The adsorption phenomena occurring at the surface of a highly-dispersed Pt/Al2O3 catalyst for hydrogenation reactions were thoroughly investigated in the gas-phase by transmission IR spectroscopy and in the liquid-phase by ATR-IR spectroscopy. The reduction of Pt/Al2O3 in H-2 with the formation of Pt-hydrides and adsorption of CO were used as case studies for the comparison of the two different environments under otherwise similar experimental conditions. We found that compared to gas-phase, the selected solvent (cyclohexane) greatly affects the reducibility of Pt. Incomplete reduction under the adopted liquid-phase conditions was demonstrated by the formation of carbonate species at very low CO coverage.
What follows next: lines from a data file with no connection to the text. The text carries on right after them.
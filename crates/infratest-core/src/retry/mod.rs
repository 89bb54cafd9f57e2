//! Retry engine.
//!
//! This module runs caller-supplied fallible actions under a fixed-interval
//! retry budget and decides, per failure, whether the error is transient
//! (retry) or permanent (fail now) by matching its rendered text against
//! error catalogs. Unknown errors are always fatal.

mod catalog;
mod classify;
mod observer;
mod outcome;
mod poll;
mod policy;
mod run;
mod sleep;

pub use catalog::{CatalogEntry, CatalogError, ErrorCatalog, Matcher};
pub use classify::{classify, Classification, Classifier};
pub use observer::{AttemptReport, RecordingObserver, RetryObserver, TracingObserver};
pub use outcome::{RetryError, RunOutcome};
pub use poll::{condition_catalog, poll_until, NotReady, Poller, Readiness, CONDITION_PENDING};
pub use policy::RetryPolicy;
pub use run::{run_with_retry, Runner};
pub use sleep::{RecordingSleeper, Sleeper, ThreadSleeper};
//! `infratest run` – run a command under the retry engine.

use anyhow::Result;
use infratest_core::config::InfratestConfig;
use infratest_core::retry::ErrorCatalog;
use infratest_core::shell::{self, Command};

use crate::cli::PolicyArgs;

pub fn run_command(
    cfg: &InfratestConfig,
    catalog_names: &[String],
    policy_args: &PolicyArgs,
    description: Option<&str>,
    argv: &[String],
) -> Result<()> {
    let (program, args) = argv
        .split_first()
        .ok_or_else(|| anyhow::anyhow!("no command given"))?;
    let cmd = Command::new(program.as_str()).args(args.iter().cloned());
    let description = description
        .map(str::to_string)
        .unwrap_or_else(|| cmd.to_string());
    let policy = policy_args.policy(&description, cfg)?;
    let catalogs = cfg.effective_catalogs(catalog_names)?;
    let catalog_refs: Vec<&ErrorCatalog> = catalogs.iter().collect();

    let output = shell::run_command_with_retry(&cmd, &policy, &catalog_refs).into_result()?;
    print!("{}", output.stdout);
    eprint!("{}", output.stderr);
    Ok(())
}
Moreover, cyclohexane competes with the adsorbates (H-2 as well as CO) for the occupancy of the available surface sites, thus affecting the shape, position and relative intensity of the infrared signals corresponding to the surface Pt-H and Pt-CO species and leading to an overall lower H and/or CO coverage. Our spectroscopic data show also that the presence of the solvent is crucial in maintaining the Pt nanoparticles in partially H-solvated state even in a H-2-free environment. This evidence might have important implications with respect to the catalyst reactivity and stability.